The US wanted to indict Bin Laden for the bombing of their embassies in Africa and used Al Fadl’s testimony to create a picture of Al Qaeda as an organisation with a leadership, branches and hierarchy -- so that Bin Laden could be prosecuted for the crimes other Islamists committed because he was supposedly in the same organisation as them. Having this vision of Al Qaeda meant that the US Government could prosecute Bin Laden using the same laws that they use to arrest the heads of the Mafia and other organised crime families. In these cases it is crucial to have an organisation that someone is a member of in order to successfully obtain a prosecution -- the problem is that this simply does not exist in Al Qaeda’s case.
Even Al Qaeda’s most famous atrocity, the 9/11 attacks was not Bin Laden’s idea, but that of Khalid Sheik Mohammed (who was arrested in 2003). Khalid obtained financial support from Osama for the 9/11 attacks, but it was he who organised it. This is how the 9/11 attacks were really organised -- a network of Islamists worked together and were funded by Bin Laden’s considerable personal wealth. Bin Laden’s role in Islamist terrorism has not been primarily that of an organiser but a financier. Different terrorist cells and organisations can approach Bin Laden and request funds for operations against the West. This loose, network is what makes Al Qaeda amorphous and potentially dangerous. The death of Bin Laden will not do much to practically impede this network’s activities against the West -- Bin Laden was already isolated and could not provide much practical assistance to Al Qaeda affiliates.
Bin Laden was useful as a symbol however, a charismatic figurehead for the Al Qaeda brand’s form of extreme Islamism. Bin Laden’s deputy, Ayman Al Zawahiri may become the new “face” of Al Qaeda but he does not have the same charm and charisma of Osama. The real danger from Al Qaeda’s brand of terrorism is still the same (and as overhyped) as it was before Bin Laden’s death. It’s based on angry, Muslim, predominantly middle class men operating loosely as cells without a central leadership. Bin Laden’s death may even spur some of these groups on to carry out attacks -- possibly in a half-arsed manner, like the Glasgow Airport Attacks.
Bin Laden’s death is already being celebrated across the USA, but the reality is that the so-called “War on Terror” will go on regardless -- because both the terror networks known as Al Qaeda will still exist, and because the War on Terror itself was never about fighting terrorism. It was a convenient label to cover up what wars have always been about, control of the world and it’s resources.

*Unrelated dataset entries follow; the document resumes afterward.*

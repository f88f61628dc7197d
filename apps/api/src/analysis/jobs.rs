use std::path::Path;

use tracing::error;

use crate::errors::AppError;
use crate::models::job::{JobConfig, JobConfigs};

/// Reads job profiles from disk. Called per request so edits apply live.
pub async fn load_job_configs(path: &Path) -> Result<JobConfigs, AppError> {
    let raw = match tokio::fs::read_to_string(path).await {
        Ok(raw) => raw,
        Err(e) if e.kind() == std::io::ErrorKind::NotFound => {
            error!(path = %path.display(), "job configurations file not found");
            return Err(AppError::JobConfig("Job configurations not found".to_string()));
        }
        Err(e) => return Err(AppError::Io(e)),
    };

    serde_json::from_str(&raw).map_err(|e| {
        error!(path = %path.display(), "failed to parse job configurations: {e}");
        AppError::JobConfig("Error parsing job configurations".to_string())
    })
}

pub fn find_job<'a>(jobs: &'a JobConfigs, job_id: &str) -> Result<&'a JobConfig, AppError> {
    jobs.get(job_id)
        .ok_or_else(|| AppError::NotFound(format!("Job profile '{job_id}' not found")))
}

Bin Laden’s death may have the positive effect of putting more pressure on the USA/UK to end it’s occupation of Afghanistan, as the original reason for the NATO invasion -- hunting down Bin Laden -- has been resolved. In reality however the occupation of Afghanistan is motivated not by fighting Al Qaeda but on the control of a strategically important country in the middle of some of the largest natural gas fields in the world. The War on Terror didn’t just start using terrorism as a justification to control the world’s energy resources in Iraq -- it was a motivation from the very start in Afghanistan.
Bin Laden died a prisoner of his own security, unable to effectively organise or finance terrorism personally, due to the worldwide manhunt for him. Despite this he goes to his death with his and Al Qaeda’s ideas immensely stronger. The 9/11 attacks did not only succeed in massacring thousands of casualties and damaging the pride of the USA, it has also embroiled the West in two bloody and expensive wars, Iraq and Afghanistan. Bin Laden may not have seen the invasion of Iraq coming (although he and Al Qaeda have benefited from it enormously) but it was inevitable the USA would invade Afghanistan after 9/11.

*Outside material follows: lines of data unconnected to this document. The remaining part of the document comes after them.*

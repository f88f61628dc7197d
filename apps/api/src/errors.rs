use axum::{
    extract::multipart::MultipartError,
    http::StatusCode,
    response::{IntoResponse, Response},
    Json,
};
use serde_json::json;
use thiserror::Error;

/// Application-level error type.
/// Implements `IntoResponse` so Axum handlers can return `Result<T, AppError>`.
#[derive(Debug, Error)]
pub enum AppError {
    #[error("Not found: {0}")]
    NotFound(String),

    #[error("Validation error: {0}")]
    Validation(String),

    #[error("Unprocessable entity: {0}")]
    UnprocessableEntity(String),

    #[error("Job configuration error: {0}")]
    JobConfig(String),

    #[error("I/O error: {0}")]
    Io(#[from] std::io::Error),

    #[error("Internal server error: {0}")]
    Internal(#[from] anyhow::Error),
}

impl AppError {
    /// Message safe to show to an end user (HTML banner or JSON body).
    pub fn public_message(&self) -> String {
        match self {
            AppError::NotFound(msg)
            | AppError::Validation(msg)
            | AppError::UnprocessableEntity(msg)
            | AppError::JobConfig(msg) => msg.clone(),
            AppError::Io(_) => "A storage error occurred".to_string(),
            AppError::Internal(_) => "An internal server error occurred".to_string(),
        }
    }

    pub fn status(&self) -> StatusCode {
        self.status_and_code().0
    }

    fn status_and_code(&self) -> (StatusCode, &'static str) {
        match self {
            AppError::NotFound(_) => (StatusCode::NOT_FOUND, "NOT_FOUND"),
            AppError::Validation(_) => (StatusCode::BAD_REQUEST, "VALIDATION_ERROR"),
            AppError::UnprocessableEntity(_) => {
                (StatusCode::UNPROCESSABLE_ENTITY, "UNPROCESSABLE_ENTITY")
            }
            AppError::JobConfig(_) => (StatusCode::INTERNAL_SERVER_ERROR, "JOB_CONFIG_ERROR"),
            AppError::Io(_) => (StatusCode::INTERNAL_SERVER_ERROR, "IO_ERROR"),
            AppError::Internal(_) => (StatusCode::INTERNAL_SERVER_ERROR, "INTERNAL_ERROR"),
        }
    }
}

impl From<MultipartError> for AppError {
    fn from(e: MultipartError) -> Self {
        AppError::Validation(format!("Malformed multipart body: {}", e.body_text()))
    }
}

impl IntoResponse for AppError {
    fn into_response(self) -> Response {
        match &self {
            AppError::Io(e) => tracing::error!("I/O error: {e}"),
            AppError::Internal(e) => tracing::error!("Internal error: {e:?}"),
            AppError::JobConfig(msg) => tracing::error!("Job configuration error: {msg}"),
            _ => {}
        }

        let (status, code) = self.status_and_code();
        let body = Json(json!({
            "error": {
                "code": code,
                "message": self.public_message()
            }
        }));

        (status, body).into_response()
    }
}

Two days before the September 11th attacks Al Qaeda members assassinated the anti-Taliban warlord Ahmed Shah Massoud, the most credible anti-Taliban figure in Afghanistan and a natural puppet leader for the US. In killing Massoud Al Qaeda knew that if Afghanistan was invaded once again, they could make the subsequent occupation much harder for NATO by removing a unifying figure. Bin Laden and Al Qaeda are repeating the strategy they used in the 80’s against the Soviets -- dragging a superpowers army into their backyard, and bleeding them. The ongoing quagmire in Afghanistan is Bin Laden’s victory in death.
Now that Osama Bin Laden has been killed it’s time for Socialists and the anti-war movement to call for a complete end to the so-called War on Terror. The very flimsy justification for this war is now gone, and the continuing war against Muslim and Arab countries -- from Iraq, Afghanistan, and Libya -- is the exact strategy Bin Laden has fought for all his life, a bloody clash between Muslims and Christians, a clash that will only result in increasing support for Al Qaeda type networks across the globe.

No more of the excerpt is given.